A heatmap of June 27, 2021 derived from a model called the Goddard Earth Observing System, showing the air temperatures about 2 metres from the ground. In the most read areas, temperatures were 15°C higher than recent historical averages for the same day.

Between June 25 and July 1, 2021, an intense high-pressure system settled over the Pacific Northwest, creating a “heat dome,” a stagnant air mass that trapped heat and pushed temperatures to record-breaking levels. British Columbia experienced unprecedented highs, including 49.6°C in Lytton, the hottest temperature ever recorded in Canadian History.[1]

This extreme heat coincided with afternoon low tides, exposing intertidal habitats to direct solar radiation during peak temperatures. Marine organisms in the rocky intertidal zone, already adapted to fluctuating but not extreme conditions, were suddenly subjected to lethal thermal stress.

The scale of mortality was staggering: UBC researchers estimate over one billion intertidal marine animals died along BC’s coast.[2] These mass die-offs represented a profound disruption to ecosystem structure, function, and resilience.

Timeline of events

June 25, 2021

Formation of the heat dome begins over British Columbia and the Pacific Northwest. Shallow marine habitats begin to experience elevated temperatures.

June 27-29, 2021

Temperatures peak; Lytton hits 49.6°C on June 29. This coincides with afternoon spring tides, causing extended low-tide exposure during the hottest part of the day.

June 30th, 2021

First reports of intertidal die-offs emerge from the BC coastline.

Early July 2021

Public and scientific documentation begins. Mass mortality events are confirmed by researchers.[2]

July 9, 2021

UBC’s Dr. Chris Harley and colleagues publicly share research detailing widespread intertidal losses.[3]

July–December 2021

Follow-up ecological assessments begin, focusing on recovery.

Daily anomalies across 6 days of the heat wave, compared to 40 years of historical data.

Impact on the Intertidal

Affected Species

During the 2021 heat dome, organisms in the intertidal zone were subjected to extreme heat and prolonged air exposure during midday low tides. This exposure caused widespread mortality, especially among species that are sessile or slow-moving and unable to escape the heat.

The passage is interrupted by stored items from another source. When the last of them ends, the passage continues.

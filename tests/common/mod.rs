#![allow(dead_code)]

use std::process::{Child, Command, Stdio};
use std::sync::OnceLock;
use std::time::{Duration, Instant};

use anyhow::{Context, Result};
use reqwest::StatusCode;
use serde_json::{json, Value};

static SERVER: OnceLock<TestServer> = OnceLock::new();

pub const ADMIN_EMAIL: &str = "admin@example.com";
pub const ADMIN_PASSWORD: &str = "admin123";

pub struct TestServer {
    pub port: u16,
    pub base_url: String,
    child: Child,
}

impl TestServer {
    fn spawn() -> Result<Self> {
        // Schema plus demo accounts, so the admin login below works
        let status = Command::new(env!("CARGO_BIN_EXE_tenders"))
            .args(["seed", "--bootstrap"])
            .stdin(Stdio::null())
            .status()
            .context("failed to run seed command")?;
        anyhow::ensure!(status.success(), "seeding failed: {}", status);

        // Pick an unused port for isolation
        let port = portpicker::pick_unused_port().context("failed to pick free port")?;
        let base_url = format!("http://127.0.0.1:{}", port);

        let mut cmd = Command::new(env!("CARGO_BIN_EXE_tenders-api"));
        cmd.env("TENDERS_API_PORT", port.to_string())
            .stdin(Stdio::null())
            .stdout(Stdio::inherit())
            .stderr(Stdio::inherit());

        // Inherits DATABASE_URL and JWT_SECRET from the environment
        let child = cmd.spawn().context("failed to spawn server binary")?;

        Ok(Self { port, base_url, child })
    }

    async fn wait_ready(&self, timeout: Duration) -> Result<()> {
        let client = reqwest::Client::new();
        let deadline = Instant::now() + timeout;
        loop {
            if Instant::now() > deadline {
                break;
            }
            let url = format!("{}/health", self.base_url);
            if let Ok(resp) = client.get(&url).send().await {
                if resp.status() == StatusCode::OK {
                    return Ok(());
                }
            }
            tokio::time::sleep(Duration::from_millis(150)).await;
        }
        anyhow::bail!("server did not become ready on {} within {:?}", self.base_url, timeout)
    }

    pub fn api(&self, path: &str) -> String {
        format!("{}/api{}", self.base_url, path)
    }
}

/// Starts the server once per test binary. `None` when no database is
/// configured; callers return early in that case.
pub async fn ensure_server() -> Result<Option<&'static TestServer>> {
    if std::env::var("DATABASE_URL").is_err() {
        eprintln!("DATABASE_URL not set, skipping");
        return Ok(None);
    }
    let server = SERVER.get_or_init(|| TestServer::spawn().expect("failed to spawn server binary"));
    server.wait_ready(Duration::from_secs(10)).await?;
    Ok(Some(server))
}

/// Identity returned by register/login
pub struct Account {
    pub id: i64,
    pub email: String,
    pub token: String,
}

fn account(body: &Value) -> Result<Account> {
    Ok(Account {
        id: body["id"].as_i64().context("id missing")?,
        email: body["email"].as_str().context("email missing")?.to_string(),
        token: body["token"].as_str().context("token missing")?.to_string(),
    })
}

pub fn unique_email(prefix: &str) -> String {
    format!("{}-{}@example.com", prefix, uuid::Uuid::new_v4().simple())
}

pub async fn register(server: &TestServer, prefix: &str) -> Result<Account> {
    let res = reqwest::Client::new()
        .post(server.api("/auth/register"))
        .json(&json!({
            "email": unique_email(prefix),
            "password": "secret123",
            "full_name": format!("{} tester", prefix),
        }))
        .send()
        .await?;
    anyhow::ensure!(res.status() == StatusCode::CREATED, "register returned {}", res.status());
    account(&res.json().await?)
}

pub async fn login(server: &TestServer, email: &str, password: &str) -> Result<Account> {
    let res = reqwest::Client::new()
        .post(server.api("/auth/login"))
        .json(&json!({ "email": email, "password": password }))
        .send()
        .await?;
    anyhow::ensure!(res.status() == StatusCode::OK, "login returned {}", res.status());
    account(&res.json().await?)
}

pub async fn admin(server: &TestServer) -> Result<Account> {
    login(server, ADMIN_EMAIL, ADMIN_PASSWORD).await
}

pub fn tender_body(title: &str, budget: f64) -> Value {
    json!({
        "title": title,
        "description": "Integration test tender",
        "budget": budget,
        "deadline": "2030-01-31",
        "category": "Construction",
        "company": "Test Company",
        "location": "Almaty",
        "requirements": ["License"],
        "contact": "test@example.com"
    })
}

pub async fn create_tender(server: &TestServer, token: &str, title: &str, budget: f64) -> Result<Value> {
    let res = reqwest::Client::new()
        .post(server.api("/tenders"))
        .bearer_auth(token)
        .json(&tender_body(title, budget))
        .send()
        .await?;
    anyhow::ensure!(res.status() == StatusCode::CREATED, "create returned {}", res.status());
    Ok(res.json().await?)
}
pub mod auth;

pub use auth::{jwt_auth_middleware, AuthUser};
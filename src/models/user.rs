use serde::{Deserialize, Serialize};

use super::validation::ValidationError;
use crate::types::Role;

/// Shortest password accepted at registration or password change
pub const MIN_PASSWORD_LENGTH: usize = 6;

/// Public view of an account, never carries credentials
#[derive(Debug, Clone, PartialEq, Eq, Serialize, Deserialize)]
pub struct Profile {
    pub id: i32,
    pub email: String,
    pub full_name: String,
    pub role: Role,
}

/// Returned by login and register; this is what a client keeps as its session
#[derive(Debug, Clone, PartialEq, Eq, Serialize, Deserialize)]
pub struct AuthenticatedUser {
    pub id: i32,
    pub email: String,
    pub full_name: String,
    pub role: Role,
    pub token: String,
}

impl AuthenticatedUser {
    pub fn new(profile: Profile, token: String) -> Self {
        Self {
            id: profile.id,
            email: profile.email,
            full_name: profile.full_name,
            role: profile.role,
            token,
        }
    }
}

#[derive(Debug, Clone, Default, Serialize, Deserialize)]
pub struct RegisterRequest {
    #[serde(default)]
    pub email: String,
    #[serde(default)]
    pub password: String,
    #[serde(default)]
    pub full_name: String,
}

impl RegisterRequest {
    /// Trims and lower-cases the email, then checks every field
    pub fn normalized(mut self, min_password_length: usize) -> Result<Self, ValidationError> {
        let mut errors = ValidationError::default();

        self.email = self.email.trim().to_ascii_lowercase();
        if !looks_like_email(&self.email) {
            errors.push("email", "Please provide a valid email");
        }
        if self.password.chars().count() < min_password_length {
            errors.push("password", format!("Password must be at least {} characters", min_password_length));
        }
        self.full_name = self.full_name.trim().to_string();
        if self.full_name.is_empty() {
            errors.push("full_name", "Please provide a full name");
        }

        errors.into_result(self)
    }
}

#[derive(Debug, Clone, Default, Serialize, Deserialize)]
pub struct LoginRequest {
    #[serde(default)]
    pub email: String,
    #[serde(default)]
    pub password: String,
}

impl LoginRequest {
    pub fn normalized_email(&self) -> String {
        self.email.trim().to_ascii_lowercase()
    }
}

/// Profile changes. Email and password are not updatable here and are
/// dropped if a client sends them; `role` only sticks when an admin asks.
#[derive(Debug, Clone, Default, PartialEq, Serialize, Deserialize)]
pub struct ProfileUpdate {
    #[serde(default, skip_serializing_if = "Option::is_none")]
    pub full_name: Option<String>,
    #[serde(default, skip_serializing_if = "Option::is_none")]
    pub role: Option<Role>,
}

impl ProfileUpdate {
    pub fn apply(&self, profile: &mut Profile, actor_is_admin: bool) -> Result<(), ValidationError> {
        if let Some(name) = &self.full_name {
            let name = name.trim();
            if name.is_empty() {
                return Err(ValidationError::field("full_name", "Please provide a full name"));
            }
            profile.full_name = name.to_string();
        }
        if let Some(role) = self.role {
            if actor_is_admin {
                profile.role = role;
            } else {
                tracing::debug!("ignoring role change requested by non-admin for user {}", profile.id);
            }
        }
        Ok(())
    }
}

#[derive(Debug, Clone, Default, Serialize, Deserialize)]
#[serde(rename_all = "camelCase")]
pub struct ChangePasswordRequest {
    #[serde(default)]
    pub current_password: String,
    #[serde(default)]
    pub new_password: String,
}

impl ChangePasswordRequest {
    pub fn validate(&self, min_password_length: usize) -> Result<(), ValidationError> {
        if self.new_password.chars().count() < min_password_length {
            return Err(ValidationError::field(
                "newPassword",
                format!("Password must be at least {} characters", min_password_length),
            ));
        }
        Ok(())
    }
}

fn looks_like_email(email: &str) -> bool {
    match email.split_once('@') {
        Some((local, domain)) => {
            !local.is_empty()
                && domain.contains('.')
                && !domain.starts_with('.')
                && !domain.ends_with('.')
                && !email.contains(char::is_whitespace)
        }
        None => false,
    }
}
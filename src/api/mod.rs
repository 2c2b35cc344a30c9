pub mod extract;
pub mod format;
pub mod router;

pub use extract::{ApiJson, ApiPath, OptionalJson};
pub use router::{app, AppState};
use reqwest::StatusCode;
use thiserror::Error;

use crate::auth::{AccessDenied, PasswordError};
use crate::models::ValidationError;

/// Failure of a client-side service call.
///
/// Local and remote implementations report through the same kinds, so a
/// caller can match on `NotFound` or `Conflict` without knowing the transport.
#[derive(Debug, Error)]
pub enum ServiceError {
    #[error("{0}")]
    NotFound(String),

    #[error("{0}")]
    Unauthorized(String),

    #[error("{0}")]
    Forbidden(String),

    #[error("{0}")]
    Conflict(String),

    #[error("{0}")]
    Validation(String),

    /// Any other non-success HTTP status
    #[error("server responded {status}: {message}")]
    Remote { status: u16, message: String },

    #[error("request failed: {0}")]
    Transport(#[from] reqwest::Error),

    #[error("storage error: {0}")]
    Storage(String),

    #[error("malformed data: {0}")]
    Json(#[from] serde_json::Error),
}

pub type ServiceResult<T> = Result<T, ServiceError>;

impl ServiceError {
    /// Maps an HTTP error status to the shared vocabulary, keeping the
    /// server's message
    pub fn from_status(status: StatusCode, message: String) -> Self {
        match status {
            StatusCode::BAD_REQUEST => ServiceError::Validation(message),
            StatusCode::UNAUTHORIZED => ServiceError::Unauthorized(message),
            StatusCode::FORBIDDEN => ServiceError::Forbidden(message),
            StatusCode::NOT_FOUND => ServiceError::NotFound(message),
            StatusCode::CONFLICT => ServiceError::Conflict(message),
            other => ServiceError::Remote {
                status: other.as_u16(),
                message,
            },
        }
    }

    /// Stable identifier for machine-readable output
    pub fn code(&self) -> &'static str {
        match self {
            ServiceError::NotFound(_) => "NOT_FOUND",
            ServiceError::Unauthorized(_) => "UNAUTHORIZED",
            ServiceError::Forbidden(_) => "FORBIDDEN",
            ServiceError::Conflict(_) => "CONFLICT",
            ServiceError::Validation(_) => "VALIDATION_ERROR",
            ServiceError::Remote { .. } => "REMOTE_ERROR",
            ServiceError::Transport(_) => "TRANSPORT_ERROR",
            ServiceError::Storage(_) => "STORAGE_ERROR",
            ServiceError::Json(_) => "INVALID_JSON",
        }
    }

    pub fn storage(err: impl std::fmt::Display) -> Self {
        ServiceError::Storage(err.to_string())
    }
}

impl From<ValidationError> for ServiceError {
    fn from(err: ValidationError) -> Self {
        ServiceError::Validation(err.message)
    }
}

impl From<AccessDenied> for ServiceError {
    fn from(err: AccessDenied) -> Self {
        ServiceError::Forbidden(err.to_string())
    }
}

impl From<PasswordError> for ServiceError {
    fn from(err: PasswordError) -> Self {
        ServiceError::Storage(err.to_string())
    }
}
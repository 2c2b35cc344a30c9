use argon2::{
    password_hash::{rand_core::OsRng, SaltString},
    Argon2, PasswordHash, PasswordHasher, PasswordVerifier,
};
use thiserror::Error;

#[derive(Debug, Error)]
pub enum PasswordError {
    #[error("failed to hash password: {0}")]
    Hash(String),

    #[error("stored password hash is malformed: {0}")]
    MalformedHash(String),
}

/// Argon2id PHC string for `password`
pub fn hash_password(password: &str) -> Result<String, PasswordError> {
    let salt = SaltString::generate(&mut OsRng);
    Argon2::default()
        .hash_password(password.as_bytes(), &salt)
        .map(|hash| hash.to_string())
        .map_err(|e| PasswordError::Hash(e.to_string()))
}

/// `Ok(false)` on mismatch; `Err` only when the stored hash cannot be parsed
pub fn verify_password(password: &str, stored_hash: &str) -> Result<bool, PasswordError> {
    let parsed = PasswordHash::new(stored_hash).map_err(|e| PasswordError::MalformedHash(e.to_string()))?;
    Ok(Argon2::default()
        .verify_password(password.as_bytes(), &parsed)
        .is_ok())
}
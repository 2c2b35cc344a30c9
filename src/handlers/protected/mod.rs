// handlers/protected/mod.rs - endpoints behind `jwt_auth_middleware`
//
// Every handler here receives `Extension<AuthUser>` and runs the
// self-or-admin gate before touching anything.
pub mod subscriptions;
pub mod tenders;
pub mod users;

pub use subscriptions::{is_subscribed, subscribe, unsubscribe};
pub use tenders::{create_tender, delete_tender, update_tender};
pub use users::{change_password, get_user, update_user, user_subscriptions};
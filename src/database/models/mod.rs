pub mod tender;
pub mod user;

pub use tender::{into_tenders, TenderRow};
pub use user::UserRow;
pub mod types;
pub mod filter;
pub mod filter_where;
pub mod params;

pub use types::*;
pub use filter::Filter;
pub use params::RawParams;
use sqlx::{self, postgres::PgArguments, FromRow, PgPool};

use crate::database::manager::DatabaseError;
use crate::filter::{Filter, SqlParam, SqlResult};

/// Runs the SQL generated by a `Filter` and maps rows to `T`
pub struct QueryBuilder<T> {
    filter: Filter,
    _phantom: std::marker::PhantomData<T>,
}

impl<T> QueryBuilder<T>
where
    T: for<'r> FromRow<'r, sqlx::postgres::PgRow> + Send + Unpin,
{
    pub fn new(filter: Filter) -> Self {
        Self {
            filter,
            _phantom: std::marker::PhantomData,
        }
    }

    pub fn sql_result(&self) -> SqlResult {
        self.filter.to_sql()
    }

    pub async fn select_all(self, pool: &PgPool) -> Result<Vec<T>, DatabaseError> {
        let sql_result = self.sql_result();
        tracing::debug!("select_all: {} ({} params)", sql_result.query, sql_result.params.len());
        let mut q = sqlx::query_as::<_, T>(&sql_result.query);
        for p in sql_result.params.iter() {
            q = bind_param_query_as(q, p);
        }
        let rows = q.fetch_all(pool).await?;
        Ok(rows)
    }
}

fn bind_param_query_as<'q, O>(
    q: sqlx::query::QueryAs<'q, sqlx::Postgres, O, PgArguments>,
    v: &'q SqlParam,
) -> sqlx::query::QueryAs<'q, sqlx::Postgres, O, PgArguments>
where
    O: for<'r> FromRow<'r, sqlx::postgres::PgRow>,
{
    match v {
        SqlParam::Text(s) => q.bind(s),
        SqlParam::Float(f) => q.bind(*f),
        SqlParam::Date(d) => q.bind(*d),
    }
}
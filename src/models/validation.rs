use std::collections::BTreeMap;
use std::fmt;

/// Input rejected before it reached storage.
///
/// `message` is the first problem found so callers that only show one line
/// still show something specific; `field_errors` carries all of them.
#[derive(Debug, Clone, PartialEq, Eq, Default)]
pub struct ValidationError {
    pub message: String,
    pub field_errors: BTreeMap<String, String>,
}

impl ValidationError {
    pub fn new(message: impl Into<String>) -> Self {
        Self {
            message: message.into(),
            field_errors: BTreeMap::new(),
        }
    }

    pub fn field(field: &str, message: impl Into<String>) -> Self {
        let mut error = Self::default();
        error.push(field, message);
        error
    }

    pub fn push(&mut self, field: &str, message: impl Into<String>) {
        let message = message.into();
        if self.message.is_empty() {
            self.message = message.clone();
        }
        self.field_errors.entry(field.to_string()).or_insert(message);
    }

    pub fn is_empty(&self) -> bool {
        self.message.is_empty() && self.field_errors.is_empty()
    }

    /// `Ok(value)` when nothing was pushed
    pub fn into_result<T>(self, value: T) -> Result<T, ValidationError> {
        if self.is_empty() {
            Ok(value)
        } else {
            Err(self)
        }
    }
}

impl fmt::Display for ValidationError {
    fn fmt(&self, f: &mut fmt::Formatter<'_>) -> fmt::Result {
        f.write_str(&self.message)
    }
}

impl std::error::Error for ValidationError {}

Some of the affected species: Mytilus trossulus (c), Magallana gigas (d), Clinocardium nuttallii (e), Dermasterias imbricata (f), Pugettia producta (g), Nucella lamellosa (h), Chthamalus dalli and Balanus glandula (i). Images taken in various locations and times, post-heat wave.

Severely affected species included:

  • Blue mussels (Mytilus trossulus) – Sessile filter-feeders highly sensitive to desiccation and heat. Mortality reached ~74% in south-facing zones, which received the most direct sun exposure.[3]
  • Acorn barnacles (Balanus glandula) – Died in large numbers due to prolonged aerial exposure and lack of thermal regulation.
  • Ochre sea stars (Pisaster ochraceus) – Suffered physiological stress, reducing their effectiveness as predators and impacting broader intertidal food web dynamics.
  • Other taxa – Limpets, clams, snails, oysters, and sea anemones also experienced mass die-offs due to the intensity and duration of the heat event.[4]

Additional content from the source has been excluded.